• [How to complete this task]:
In the material below, find the line containing "let status = response.status();" and the line containing "pub async fn signup(&self, email: &str, password: &str)", then reproduce exactly both of them and every line between, and nothing else.

• [Given information]:
━━━━━━

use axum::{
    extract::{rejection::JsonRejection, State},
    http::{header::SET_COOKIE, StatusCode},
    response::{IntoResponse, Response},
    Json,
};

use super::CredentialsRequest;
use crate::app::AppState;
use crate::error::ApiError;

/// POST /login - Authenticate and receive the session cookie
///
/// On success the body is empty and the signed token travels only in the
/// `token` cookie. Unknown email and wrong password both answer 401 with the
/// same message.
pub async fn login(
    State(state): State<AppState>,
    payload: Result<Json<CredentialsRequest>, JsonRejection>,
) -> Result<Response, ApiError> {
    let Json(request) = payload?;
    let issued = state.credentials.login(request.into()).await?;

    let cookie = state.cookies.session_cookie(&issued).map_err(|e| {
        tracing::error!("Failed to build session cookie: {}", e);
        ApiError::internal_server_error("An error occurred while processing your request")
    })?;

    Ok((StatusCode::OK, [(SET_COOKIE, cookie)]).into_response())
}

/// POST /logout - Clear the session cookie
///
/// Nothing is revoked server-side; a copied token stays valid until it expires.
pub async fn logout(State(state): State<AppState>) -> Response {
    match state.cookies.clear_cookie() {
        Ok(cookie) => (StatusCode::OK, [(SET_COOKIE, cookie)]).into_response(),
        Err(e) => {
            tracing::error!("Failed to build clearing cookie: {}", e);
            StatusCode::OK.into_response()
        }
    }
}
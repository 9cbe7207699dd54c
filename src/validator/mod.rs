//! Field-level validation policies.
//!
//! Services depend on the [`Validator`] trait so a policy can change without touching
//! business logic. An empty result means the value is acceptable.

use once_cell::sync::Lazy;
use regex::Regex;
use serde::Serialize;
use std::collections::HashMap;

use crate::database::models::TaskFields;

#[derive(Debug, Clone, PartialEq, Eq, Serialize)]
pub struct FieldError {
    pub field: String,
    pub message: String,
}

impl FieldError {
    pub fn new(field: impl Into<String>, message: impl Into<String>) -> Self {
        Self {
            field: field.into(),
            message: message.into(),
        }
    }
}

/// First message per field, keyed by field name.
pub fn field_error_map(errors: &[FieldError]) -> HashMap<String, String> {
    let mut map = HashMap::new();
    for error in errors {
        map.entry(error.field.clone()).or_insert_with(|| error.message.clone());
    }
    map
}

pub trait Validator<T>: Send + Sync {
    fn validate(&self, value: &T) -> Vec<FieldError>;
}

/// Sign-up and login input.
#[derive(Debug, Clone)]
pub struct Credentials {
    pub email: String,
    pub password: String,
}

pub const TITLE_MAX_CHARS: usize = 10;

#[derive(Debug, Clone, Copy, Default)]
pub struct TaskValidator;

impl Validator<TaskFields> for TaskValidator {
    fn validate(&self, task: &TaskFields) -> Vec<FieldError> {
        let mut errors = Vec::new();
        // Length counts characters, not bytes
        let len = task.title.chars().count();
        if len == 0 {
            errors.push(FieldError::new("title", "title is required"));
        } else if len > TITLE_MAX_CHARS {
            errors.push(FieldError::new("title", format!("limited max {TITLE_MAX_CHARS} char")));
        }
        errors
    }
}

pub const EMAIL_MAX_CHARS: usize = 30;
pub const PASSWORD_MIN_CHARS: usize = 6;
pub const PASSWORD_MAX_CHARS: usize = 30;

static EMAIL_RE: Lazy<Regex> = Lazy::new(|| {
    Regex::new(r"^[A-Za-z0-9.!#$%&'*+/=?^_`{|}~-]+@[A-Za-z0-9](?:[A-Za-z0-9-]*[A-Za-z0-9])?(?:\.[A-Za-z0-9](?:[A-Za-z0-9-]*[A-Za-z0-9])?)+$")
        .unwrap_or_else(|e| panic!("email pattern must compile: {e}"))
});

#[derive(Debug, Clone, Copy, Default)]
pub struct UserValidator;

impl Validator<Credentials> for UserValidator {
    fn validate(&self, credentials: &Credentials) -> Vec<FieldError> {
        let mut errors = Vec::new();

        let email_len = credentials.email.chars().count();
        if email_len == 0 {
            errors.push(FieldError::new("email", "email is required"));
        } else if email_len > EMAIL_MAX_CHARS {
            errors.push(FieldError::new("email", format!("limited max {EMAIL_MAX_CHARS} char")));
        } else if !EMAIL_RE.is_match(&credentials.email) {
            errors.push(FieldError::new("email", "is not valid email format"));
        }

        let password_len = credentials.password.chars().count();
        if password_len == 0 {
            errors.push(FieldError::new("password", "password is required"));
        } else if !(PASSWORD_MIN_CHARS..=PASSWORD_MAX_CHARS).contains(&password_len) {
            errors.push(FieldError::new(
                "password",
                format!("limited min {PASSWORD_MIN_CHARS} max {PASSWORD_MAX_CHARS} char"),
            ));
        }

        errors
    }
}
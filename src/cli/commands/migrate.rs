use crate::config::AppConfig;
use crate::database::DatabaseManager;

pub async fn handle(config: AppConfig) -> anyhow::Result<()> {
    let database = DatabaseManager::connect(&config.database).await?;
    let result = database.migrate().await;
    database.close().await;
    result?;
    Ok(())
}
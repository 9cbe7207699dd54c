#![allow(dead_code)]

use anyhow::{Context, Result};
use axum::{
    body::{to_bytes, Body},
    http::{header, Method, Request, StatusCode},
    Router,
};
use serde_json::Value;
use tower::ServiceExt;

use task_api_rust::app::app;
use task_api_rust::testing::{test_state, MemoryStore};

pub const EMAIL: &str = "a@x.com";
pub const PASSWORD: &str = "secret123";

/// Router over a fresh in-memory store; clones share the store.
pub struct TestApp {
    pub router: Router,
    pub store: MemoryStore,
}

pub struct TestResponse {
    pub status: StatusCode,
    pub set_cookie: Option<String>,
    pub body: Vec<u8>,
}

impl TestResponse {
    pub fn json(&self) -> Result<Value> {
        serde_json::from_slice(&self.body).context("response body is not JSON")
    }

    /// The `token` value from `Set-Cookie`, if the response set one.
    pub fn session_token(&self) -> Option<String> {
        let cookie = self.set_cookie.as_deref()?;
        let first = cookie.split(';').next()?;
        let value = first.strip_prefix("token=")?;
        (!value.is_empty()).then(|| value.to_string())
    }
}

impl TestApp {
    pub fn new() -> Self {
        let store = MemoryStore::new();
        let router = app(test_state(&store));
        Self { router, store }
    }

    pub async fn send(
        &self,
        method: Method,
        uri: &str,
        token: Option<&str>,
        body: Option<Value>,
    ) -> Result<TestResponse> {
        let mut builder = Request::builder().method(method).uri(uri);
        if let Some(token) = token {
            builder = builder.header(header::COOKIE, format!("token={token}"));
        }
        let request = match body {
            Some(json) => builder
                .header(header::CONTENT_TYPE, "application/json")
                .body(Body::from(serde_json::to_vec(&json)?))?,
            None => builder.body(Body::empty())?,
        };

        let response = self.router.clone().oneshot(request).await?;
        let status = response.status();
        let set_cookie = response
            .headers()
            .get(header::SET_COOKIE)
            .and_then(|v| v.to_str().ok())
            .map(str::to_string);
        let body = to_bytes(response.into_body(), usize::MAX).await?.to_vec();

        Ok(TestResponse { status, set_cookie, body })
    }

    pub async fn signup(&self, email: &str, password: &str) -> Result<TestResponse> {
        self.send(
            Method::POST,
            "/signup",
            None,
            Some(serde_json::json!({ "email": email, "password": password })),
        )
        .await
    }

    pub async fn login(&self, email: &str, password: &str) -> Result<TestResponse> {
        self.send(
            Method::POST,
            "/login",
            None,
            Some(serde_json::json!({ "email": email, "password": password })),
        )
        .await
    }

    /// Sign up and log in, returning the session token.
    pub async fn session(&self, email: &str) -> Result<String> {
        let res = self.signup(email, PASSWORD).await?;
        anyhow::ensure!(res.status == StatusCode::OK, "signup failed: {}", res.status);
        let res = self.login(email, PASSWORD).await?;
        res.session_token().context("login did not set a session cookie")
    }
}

━━━━━━

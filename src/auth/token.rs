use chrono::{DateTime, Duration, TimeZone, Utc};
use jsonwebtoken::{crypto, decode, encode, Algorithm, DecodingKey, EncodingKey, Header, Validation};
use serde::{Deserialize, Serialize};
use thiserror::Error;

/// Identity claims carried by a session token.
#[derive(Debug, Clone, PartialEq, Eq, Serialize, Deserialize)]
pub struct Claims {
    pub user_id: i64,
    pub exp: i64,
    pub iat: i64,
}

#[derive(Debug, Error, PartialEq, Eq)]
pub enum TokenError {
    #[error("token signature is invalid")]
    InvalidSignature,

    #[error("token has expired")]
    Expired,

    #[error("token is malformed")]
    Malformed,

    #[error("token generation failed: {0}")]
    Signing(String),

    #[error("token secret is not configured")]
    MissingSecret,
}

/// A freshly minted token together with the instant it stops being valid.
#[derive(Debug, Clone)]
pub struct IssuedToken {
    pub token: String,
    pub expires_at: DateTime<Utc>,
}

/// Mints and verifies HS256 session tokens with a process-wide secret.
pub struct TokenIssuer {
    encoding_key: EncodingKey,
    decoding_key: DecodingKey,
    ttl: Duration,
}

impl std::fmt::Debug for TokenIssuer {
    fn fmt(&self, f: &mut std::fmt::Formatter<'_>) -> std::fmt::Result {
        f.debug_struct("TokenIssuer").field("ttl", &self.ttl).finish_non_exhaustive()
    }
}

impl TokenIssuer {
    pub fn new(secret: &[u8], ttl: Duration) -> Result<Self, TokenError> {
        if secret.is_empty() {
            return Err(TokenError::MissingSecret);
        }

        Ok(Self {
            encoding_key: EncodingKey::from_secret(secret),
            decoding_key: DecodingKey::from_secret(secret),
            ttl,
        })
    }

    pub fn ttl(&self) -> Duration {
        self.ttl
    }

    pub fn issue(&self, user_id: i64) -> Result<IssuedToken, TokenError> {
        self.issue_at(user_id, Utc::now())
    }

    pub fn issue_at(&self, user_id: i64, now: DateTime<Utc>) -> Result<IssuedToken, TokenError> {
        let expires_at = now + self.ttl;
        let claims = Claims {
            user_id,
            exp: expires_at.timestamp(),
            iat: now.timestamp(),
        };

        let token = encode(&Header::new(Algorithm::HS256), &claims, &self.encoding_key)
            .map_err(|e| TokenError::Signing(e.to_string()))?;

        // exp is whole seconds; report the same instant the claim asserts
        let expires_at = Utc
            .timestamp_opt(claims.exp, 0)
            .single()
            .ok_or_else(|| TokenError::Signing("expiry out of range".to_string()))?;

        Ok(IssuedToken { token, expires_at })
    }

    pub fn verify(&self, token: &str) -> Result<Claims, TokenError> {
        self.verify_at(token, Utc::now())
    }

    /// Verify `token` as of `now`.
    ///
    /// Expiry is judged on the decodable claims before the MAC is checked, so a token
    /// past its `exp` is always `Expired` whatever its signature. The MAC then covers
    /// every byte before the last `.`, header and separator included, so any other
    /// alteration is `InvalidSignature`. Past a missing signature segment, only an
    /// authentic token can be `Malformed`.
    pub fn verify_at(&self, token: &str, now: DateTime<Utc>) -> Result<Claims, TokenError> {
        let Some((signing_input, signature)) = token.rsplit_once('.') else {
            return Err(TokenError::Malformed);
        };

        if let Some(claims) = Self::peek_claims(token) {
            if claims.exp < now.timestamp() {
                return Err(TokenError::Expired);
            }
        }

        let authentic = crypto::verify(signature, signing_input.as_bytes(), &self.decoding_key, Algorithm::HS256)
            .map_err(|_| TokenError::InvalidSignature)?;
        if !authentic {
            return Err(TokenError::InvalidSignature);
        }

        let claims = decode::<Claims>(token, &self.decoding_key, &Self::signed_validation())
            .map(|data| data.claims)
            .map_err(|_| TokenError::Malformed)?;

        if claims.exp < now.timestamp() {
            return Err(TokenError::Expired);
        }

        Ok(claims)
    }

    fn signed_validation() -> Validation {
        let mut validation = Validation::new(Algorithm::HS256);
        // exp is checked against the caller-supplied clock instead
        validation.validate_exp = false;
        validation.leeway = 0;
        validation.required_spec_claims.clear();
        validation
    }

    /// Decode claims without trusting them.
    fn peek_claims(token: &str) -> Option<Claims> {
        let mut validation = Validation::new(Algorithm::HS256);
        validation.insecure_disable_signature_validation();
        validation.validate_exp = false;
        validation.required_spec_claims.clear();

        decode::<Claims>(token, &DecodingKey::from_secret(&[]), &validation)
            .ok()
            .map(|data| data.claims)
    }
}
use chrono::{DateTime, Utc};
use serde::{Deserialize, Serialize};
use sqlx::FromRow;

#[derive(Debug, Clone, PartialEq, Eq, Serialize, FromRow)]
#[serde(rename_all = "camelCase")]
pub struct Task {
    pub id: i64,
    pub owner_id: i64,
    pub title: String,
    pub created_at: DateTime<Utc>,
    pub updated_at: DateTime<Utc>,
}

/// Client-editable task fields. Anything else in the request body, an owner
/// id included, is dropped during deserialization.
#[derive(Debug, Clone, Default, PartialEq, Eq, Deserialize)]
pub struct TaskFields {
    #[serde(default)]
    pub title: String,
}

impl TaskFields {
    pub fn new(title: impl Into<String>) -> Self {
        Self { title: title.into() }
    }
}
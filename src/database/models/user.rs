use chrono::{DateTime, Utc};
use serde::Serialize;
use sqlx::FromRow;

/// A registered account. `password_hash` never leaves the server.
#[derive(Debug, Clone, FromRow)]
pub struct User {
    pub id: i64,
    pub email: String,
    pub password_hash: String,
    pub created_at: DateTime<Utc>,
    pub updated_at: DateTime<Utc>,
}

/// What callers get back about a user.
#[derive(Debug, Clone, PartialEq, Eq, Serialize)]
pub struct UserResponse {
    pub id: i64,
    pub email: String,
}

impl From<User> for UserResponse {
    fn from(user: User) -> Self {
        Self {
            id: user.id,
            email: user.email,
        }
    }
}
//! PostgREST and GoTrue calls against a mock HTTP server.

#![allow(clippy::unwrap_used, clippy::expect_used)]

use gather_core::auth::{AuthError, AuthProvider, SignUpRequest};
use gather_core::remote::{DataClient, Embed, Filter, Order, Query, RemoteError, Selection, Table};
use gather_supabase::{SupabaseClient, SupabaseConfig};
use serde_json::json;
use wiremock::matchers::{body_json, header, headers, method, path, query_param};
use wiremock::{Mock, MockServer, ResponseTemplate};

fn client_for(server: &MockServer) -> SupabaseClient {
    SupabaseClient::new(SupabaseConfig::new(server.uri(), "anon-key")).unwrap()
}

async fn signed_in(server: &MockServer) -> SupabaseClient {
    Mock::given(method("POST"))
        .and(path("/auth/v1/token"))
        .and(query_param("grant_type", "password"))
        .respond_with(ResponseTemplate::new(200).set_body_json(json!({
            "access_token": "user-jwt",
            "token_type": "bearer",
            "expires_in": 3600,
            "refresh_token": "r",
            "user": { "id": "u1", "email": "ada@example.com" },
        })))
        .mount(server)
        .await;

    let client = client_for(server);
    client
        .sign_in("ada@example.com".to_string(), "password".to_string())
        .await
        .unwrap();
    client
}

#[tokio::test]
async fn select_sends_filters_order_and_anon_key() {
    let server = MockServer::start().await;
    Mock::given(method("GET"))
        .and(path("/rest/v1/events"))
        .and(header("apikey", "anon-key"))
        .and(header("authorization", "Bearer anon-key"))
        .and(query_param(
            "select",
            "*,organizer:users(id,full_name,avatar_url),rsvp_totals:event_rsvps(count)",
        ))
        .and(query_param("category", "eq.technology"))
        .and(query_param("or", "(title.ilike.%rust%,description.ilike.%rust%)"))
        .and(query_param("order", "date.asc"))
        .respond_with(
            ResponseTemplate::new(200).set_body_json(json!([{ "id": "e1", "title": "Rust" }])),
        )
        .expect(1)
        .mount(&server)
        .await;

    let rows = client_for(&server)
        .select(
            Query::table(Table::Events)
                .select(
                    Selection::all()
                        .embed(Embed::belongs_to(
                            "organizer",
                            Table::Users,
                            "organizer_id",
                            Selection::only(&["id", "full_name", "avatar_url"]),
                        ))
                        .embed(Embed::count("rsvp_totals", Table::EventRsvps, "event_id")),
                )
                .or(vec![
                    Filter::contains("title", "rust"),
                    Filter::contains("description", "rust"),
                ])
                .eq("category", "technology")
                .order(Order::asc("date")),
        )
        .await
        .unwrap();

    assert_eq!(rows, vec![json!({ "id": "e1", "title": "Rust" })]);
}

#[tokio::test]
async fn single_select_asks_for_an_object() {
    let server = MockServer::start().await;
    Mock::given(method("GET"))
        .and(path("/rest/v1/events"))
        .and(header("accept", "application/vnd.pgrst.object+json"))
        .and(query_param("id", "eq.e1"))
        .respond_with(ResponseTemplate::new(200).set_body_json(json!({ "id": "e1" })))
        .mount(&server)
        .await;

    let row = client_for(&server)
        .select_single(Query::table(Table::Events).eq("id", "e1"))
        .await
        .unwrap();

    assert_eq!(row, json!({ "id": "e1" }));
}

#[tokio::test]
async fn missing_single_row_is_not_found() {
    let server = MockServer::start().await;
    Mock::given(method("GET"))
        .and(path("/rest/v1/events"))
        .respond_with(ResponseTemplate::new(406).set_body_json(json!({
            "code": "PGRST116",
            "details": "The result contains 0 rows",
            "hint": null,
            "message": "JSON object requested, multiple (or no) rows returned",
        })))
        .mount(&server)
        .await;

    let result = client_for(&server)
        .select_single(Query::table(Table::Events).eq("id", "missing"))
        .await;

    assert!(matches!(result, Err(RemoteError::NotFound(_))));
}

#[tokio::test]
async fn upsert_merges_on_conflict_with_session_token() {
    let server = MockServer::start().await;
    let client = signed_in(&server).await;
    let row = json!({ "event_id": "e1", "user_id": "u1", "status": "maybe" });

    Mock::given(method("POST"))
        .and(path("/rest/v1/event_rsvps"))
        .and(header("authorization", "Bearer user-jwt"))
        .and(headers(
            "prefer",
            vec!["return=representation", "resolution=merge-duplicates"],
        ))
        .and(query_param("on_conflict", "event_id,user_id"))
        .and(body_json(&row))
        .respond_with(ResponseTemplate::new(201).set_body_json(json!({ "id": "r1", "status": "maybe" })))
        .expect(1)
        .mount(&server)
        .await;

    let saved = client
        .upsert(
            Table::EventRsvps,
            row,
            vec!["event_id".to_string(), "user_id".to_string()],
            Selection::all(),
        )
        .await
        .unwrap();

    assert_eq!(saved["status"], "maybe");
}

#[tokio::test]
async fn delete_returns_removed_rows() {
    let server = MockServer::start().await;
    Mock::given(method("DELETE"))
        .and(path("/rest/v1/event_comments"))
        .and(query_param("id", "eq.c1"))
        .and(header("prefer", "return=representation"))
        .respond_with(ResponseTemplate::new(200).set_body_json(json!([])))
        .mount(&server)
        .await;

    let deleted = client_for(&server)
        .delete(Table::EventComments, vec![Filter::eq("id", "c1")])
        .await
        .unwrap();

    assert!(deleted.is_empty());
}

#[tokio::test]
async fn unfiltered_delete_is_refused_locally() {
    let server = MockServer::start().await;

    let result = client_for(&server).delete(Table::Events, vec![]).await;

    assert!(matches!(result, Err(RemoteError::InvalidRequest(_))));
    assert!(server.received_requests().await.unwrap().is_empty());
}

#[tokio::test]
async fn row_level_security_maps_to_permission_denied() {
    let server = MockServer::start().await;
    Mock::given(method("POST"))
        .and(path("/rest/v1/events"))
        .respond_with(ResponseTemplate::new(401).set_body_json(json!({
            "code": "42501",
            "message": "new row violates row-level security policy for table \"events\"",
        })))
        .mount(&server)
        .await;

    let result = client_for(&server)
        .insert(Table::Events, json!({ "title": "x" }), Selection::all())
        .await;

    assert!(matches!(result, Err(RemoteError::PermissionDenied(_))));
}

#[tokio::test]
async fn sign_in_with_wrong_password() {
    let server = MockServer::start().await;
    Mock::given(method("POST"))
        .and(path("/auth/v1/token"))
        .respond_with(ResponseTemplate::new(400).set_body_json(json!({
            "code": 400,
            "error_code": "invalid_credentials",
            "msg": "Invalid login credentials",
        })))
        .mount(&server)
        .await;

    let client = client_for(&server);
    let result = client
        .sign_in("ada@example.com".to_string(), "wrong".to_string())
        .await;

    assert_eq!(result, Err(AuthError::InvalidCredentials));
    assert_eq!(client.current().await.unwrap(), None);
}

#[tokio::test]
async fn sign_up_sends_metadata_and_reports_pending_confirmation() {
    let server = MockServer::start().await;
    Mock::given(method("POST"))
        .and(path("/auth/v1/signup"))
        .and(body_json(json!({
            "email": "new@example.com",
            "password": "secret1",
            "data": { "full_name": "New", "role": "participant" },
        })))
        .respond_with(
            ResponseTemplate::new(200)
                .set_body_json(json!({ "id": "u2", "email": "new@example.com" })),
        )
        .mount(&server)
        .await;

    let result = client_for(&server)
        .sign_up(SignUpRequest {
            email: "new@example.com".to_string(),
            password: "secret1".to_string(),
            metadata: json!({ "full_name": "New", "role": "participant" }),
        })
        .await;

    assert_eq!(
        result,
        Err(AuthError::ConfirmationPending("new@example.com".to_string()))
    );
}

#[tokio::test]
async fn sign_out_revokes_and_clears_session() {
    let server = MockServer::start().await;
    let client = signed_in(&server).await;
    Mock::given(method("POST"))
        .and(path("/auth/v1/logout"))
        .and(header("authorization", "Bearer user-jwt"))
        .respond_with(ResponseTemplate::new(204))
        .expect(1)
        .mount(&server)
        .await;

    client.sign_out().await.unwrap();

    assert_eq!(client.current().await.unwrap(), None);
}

━━━━━━

• [Task solution]:
        let status = response.status();
        let set_cookie = response
            .headers()
            .get(header::SET_COOKIE)
            .and_then(|v| v.to_str().ok())
            .map(str::to_string);
        let body = to_bytes(response.into_body(), usize::MAX).await?.to_vec();

        Ok(TestResponse { status, set_cookie, body })
    }

    pub async fn signup(&self, email: &str, password: &str) -> Result<TestResponse> {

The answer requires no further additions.